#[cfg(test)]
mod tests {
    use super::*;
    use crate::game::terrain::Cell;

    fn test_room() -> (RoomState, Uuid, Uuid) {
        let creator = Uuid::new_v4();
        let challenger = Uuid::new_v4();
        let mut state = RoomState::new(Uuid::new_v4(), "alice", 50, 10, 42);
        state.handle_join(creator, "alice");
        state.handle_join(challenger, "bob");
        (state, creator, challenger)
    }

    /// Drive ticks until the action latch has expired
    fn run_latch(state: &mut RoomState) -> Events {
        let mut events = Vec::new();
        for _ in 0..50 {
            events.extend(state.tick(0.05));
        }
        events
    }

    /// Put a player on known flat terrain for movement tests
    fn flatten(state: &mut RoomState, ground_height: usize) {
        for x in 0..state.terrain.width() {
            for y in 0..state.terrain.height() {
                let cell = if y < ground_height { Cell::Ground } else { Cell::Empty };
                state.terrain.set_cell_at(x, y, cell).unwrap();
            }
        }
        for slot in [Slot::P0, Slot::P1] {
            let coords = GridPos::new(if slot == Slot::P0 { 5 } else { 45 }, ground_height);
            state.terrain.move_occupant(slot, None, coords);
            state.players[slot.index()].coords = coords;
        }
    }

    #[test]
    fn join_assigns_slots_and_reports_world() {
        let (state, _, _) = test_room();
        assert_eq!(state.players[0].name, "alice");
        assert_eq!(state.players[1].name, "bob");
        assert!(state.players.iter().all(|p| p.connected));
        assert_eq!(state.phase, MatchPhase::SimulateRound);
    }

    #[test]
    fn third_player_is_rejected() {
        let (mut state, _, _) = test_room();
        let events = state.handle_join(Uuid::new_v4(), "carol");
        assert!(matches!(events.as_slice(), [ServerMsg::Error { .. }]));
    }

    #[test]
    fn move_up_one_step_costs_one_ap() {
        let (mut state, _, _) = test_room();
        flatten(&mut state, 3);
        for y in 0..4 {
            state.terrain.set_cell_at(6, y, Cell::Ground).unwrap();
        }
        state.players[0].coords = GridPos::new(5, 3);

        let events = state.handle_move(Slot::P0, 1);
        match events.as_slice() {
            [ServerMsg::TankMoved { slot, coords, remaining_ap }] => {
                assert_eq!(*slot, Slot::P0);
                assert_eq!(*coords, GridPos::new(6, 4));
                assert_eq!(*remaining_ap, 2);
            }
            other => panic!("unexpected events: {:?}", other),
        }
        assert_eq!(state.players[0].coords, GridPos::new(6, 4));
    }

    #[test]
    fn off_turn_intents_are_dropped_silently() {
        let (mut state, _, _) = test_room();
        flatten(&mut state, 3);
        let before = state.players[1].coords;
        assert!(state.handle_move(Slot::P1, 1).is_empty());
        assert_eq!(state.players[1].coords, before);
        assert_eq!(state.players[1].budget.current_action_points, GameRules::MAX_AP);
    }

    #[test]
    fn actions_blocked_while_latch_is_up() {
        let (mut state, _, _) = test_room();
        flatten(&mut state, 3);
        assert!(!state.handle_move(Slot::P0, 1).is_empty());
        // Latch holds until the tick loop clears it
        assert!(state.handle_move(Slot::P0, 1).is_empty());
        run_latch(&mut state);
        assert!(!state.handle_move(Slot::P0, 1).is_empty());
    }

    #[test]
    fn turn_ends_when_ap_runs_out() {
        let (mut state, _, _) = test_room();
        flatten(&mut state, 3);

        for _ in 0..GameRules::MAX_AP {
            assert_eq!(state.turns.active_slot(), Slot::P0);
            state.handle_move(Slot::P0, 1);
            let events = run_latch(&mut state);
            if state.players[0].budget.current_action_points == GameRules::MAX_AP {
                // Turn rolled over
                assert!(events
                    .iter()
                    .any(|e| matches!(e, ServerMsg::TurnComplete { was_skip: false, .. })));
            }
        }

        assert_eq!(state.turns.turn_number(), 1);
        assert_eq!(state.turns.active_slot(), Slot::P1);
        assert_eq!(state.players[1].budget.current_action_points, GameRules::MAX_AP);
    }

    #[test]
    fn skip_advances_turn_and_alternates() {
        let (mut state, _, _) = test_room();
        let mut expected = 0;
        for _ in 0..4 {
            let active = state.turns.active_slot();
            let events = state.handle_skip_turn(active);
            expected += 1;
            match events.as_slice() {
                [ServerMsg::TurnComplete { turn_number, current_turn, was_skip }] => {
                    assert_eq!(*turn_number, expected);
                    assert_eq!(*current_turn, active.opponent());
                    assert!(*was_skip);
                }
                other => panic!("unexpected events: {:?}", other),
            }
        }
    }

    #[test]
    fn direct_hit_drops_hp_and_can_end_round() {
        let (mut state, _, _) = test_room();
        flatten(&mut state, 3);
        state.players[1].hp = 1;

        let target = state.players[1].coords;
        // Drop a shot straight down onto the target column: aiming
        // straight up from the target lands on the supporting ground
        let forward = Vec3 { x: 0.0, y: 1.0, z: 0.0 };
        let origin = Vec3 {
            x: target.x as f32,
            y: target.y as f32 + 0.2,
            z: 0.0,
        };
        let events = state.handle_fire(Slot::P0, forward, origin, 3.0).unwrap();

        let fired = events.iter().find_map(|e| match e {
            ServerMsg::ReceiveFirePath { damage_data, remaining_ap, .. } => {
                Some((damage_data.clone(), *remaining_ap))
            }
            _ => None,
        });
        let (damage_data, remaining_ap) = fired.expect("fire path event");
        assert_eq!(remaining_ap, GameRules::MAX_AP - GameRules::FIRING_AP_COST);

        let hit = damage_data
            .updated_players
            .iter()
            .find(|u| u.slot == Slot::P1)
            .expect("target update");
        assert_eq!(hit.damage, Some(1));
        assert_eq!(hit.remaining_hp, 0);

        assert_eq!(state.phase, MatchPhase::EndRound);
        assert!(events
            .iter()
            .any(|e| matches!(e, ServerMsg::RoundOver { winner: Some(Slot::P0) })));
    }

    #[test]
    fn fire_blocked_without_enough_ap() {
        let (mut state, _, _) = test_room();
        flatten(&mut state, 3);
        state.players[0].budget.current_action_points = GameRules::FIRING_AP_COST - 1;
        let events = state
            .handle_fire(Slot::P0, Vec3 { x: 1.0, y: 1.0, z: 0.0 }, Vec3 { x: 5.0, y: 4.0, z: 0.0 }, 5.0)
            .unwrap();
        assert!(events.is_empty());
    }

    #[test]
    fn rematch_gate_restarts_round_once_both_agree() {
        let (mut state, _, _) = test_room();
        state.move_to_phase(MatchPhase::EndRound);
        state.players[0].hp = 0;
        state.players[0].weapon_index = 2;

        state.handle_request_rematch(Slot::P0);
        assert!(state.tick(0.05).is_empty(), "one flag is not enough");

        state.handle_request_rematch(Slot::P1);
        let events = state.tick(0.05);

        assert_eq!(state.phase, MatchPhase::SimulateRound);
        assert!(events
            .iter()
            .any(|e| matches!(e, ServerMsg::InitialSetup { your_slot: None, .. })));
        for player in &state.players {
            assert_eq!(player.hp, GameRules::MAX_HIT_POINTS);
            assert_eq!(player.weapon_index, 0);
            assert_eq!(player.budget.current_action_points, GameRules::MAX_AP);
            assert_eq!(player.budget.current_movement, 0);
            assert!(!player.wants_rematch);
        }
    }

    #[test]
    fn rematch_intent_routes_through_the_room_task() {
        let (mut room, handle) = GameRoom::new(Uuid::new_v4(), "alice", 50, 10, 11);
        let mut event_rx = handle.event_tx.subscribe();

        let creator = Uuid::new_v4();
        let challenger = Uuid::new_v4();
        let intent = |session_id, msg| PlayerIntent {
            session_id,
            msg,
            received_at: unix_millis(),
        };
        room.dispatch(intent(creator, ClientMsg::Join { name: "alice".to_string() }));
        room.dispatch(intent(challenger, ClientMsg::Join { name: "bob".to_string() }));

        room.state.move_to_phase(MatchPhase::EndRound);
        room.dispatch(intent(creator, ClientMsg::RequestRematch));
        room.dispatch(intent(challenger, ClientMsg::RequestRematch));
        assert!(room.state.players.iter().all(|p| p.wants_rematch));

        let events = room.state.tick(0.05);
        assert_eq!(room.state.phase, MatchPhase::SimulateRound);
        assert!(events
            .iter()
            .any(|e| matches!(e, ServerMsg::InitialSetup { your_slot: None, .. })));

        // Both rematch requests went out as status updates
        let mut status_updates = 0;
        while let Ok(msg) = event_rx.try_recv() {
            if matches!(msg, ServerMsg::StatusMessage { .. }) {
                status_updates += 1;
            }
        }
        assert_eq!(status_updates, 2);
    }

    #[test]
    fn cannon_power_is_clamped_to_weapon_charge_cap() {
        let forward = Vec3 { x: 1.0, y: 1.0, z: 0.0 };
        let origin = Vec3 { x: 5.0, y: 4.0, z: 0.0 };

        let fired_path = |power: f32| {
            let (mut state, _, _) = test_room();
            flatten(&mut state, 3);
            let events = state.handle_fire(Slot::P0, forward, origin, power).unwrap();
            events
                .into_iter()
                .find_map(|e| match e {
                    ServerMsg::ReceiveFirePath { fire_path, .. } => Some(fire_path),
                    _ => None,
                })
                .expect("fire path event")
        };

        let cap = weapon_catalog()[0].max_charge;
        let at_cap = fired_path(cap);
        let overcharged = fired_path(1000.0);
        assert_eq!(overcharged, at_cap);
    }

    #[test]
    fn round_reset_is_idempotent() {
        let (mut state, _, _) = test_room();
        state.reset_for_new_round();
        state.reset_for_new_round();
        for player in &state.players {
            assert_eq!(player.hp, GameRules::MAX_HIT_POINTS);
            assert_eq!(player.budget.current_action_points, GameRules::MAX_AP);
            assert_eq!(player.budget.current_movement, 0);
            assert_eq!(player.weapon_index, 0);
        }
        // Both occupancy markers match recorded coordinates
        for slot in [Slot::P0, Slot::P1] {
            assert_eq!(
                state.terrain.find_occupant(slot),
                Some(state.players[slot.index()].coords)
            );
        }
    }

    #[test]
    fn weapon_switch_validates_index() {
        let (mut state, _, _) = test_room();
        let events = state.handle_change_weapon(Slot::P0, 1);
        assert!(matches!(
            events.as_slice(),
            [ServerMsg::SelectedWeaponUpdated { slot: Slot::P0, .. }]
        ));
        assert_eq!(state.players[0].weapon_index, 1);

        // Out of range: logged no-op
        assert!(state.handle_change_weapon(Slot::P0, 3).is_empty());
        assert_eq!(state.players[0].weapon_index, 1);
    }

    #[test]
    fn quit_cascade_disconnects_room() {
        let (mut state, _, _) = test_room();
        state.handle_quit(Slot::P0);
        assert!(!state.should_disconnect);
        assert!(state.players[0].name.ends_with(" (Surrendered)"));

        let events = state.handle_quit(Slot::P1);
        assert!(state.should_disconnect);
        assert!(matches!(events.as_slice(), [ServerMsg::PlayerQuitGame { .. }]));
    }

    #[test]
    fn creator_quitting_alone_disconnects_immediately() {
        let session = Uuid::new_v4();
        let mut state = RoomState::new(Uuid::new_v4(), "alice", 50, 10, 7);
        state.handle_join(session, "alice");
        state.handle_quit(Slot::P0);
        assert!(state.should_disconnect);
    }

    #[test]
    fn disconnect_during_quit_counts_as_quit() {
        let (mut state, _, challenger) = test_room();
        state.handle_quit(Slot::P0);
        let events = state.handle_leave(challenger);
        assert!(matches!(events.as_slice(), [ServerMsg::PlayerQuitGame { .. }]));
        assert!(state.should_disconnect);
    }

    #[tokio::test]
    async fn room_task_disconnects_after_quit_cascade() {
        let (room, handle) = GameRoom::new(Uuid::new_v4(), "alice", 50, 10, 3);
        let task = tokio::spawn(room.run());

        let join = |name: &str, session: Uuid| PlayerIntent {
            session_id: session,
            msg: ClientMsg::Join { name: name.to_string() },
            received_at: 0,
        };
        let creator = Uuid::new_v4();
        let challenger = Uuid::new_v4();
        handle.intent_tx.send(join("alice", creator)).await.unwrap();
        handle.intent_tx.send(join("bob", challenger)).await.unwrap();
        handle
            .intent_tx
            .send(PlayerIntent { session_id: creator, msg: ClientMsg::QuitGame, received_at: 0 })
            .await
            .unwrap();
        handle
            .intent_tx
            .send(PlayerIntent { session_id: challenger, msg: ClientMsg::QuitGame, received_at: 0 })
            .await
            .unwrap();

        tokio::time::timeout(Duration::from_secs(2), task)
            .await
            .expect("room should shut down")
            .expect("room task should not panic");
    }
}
........
THE PROBLEM ▸
All lines with the string "Some" must be copied from the data.

SOLUTION FOR THIS EXERCISE ▸
                Some((damage_data.clone(), *remaining_ap))
        assert_eq!(hit.damage, Some(1));
            .any(|e| matches!(e, ServerMsg::RoundOver { winner: Some(Slot::P0) })));
                    ServerMsg::ReceiveFirePath { fire_path, .. } => Some(fire_path),
                Some(state.players[slot.index()].coords)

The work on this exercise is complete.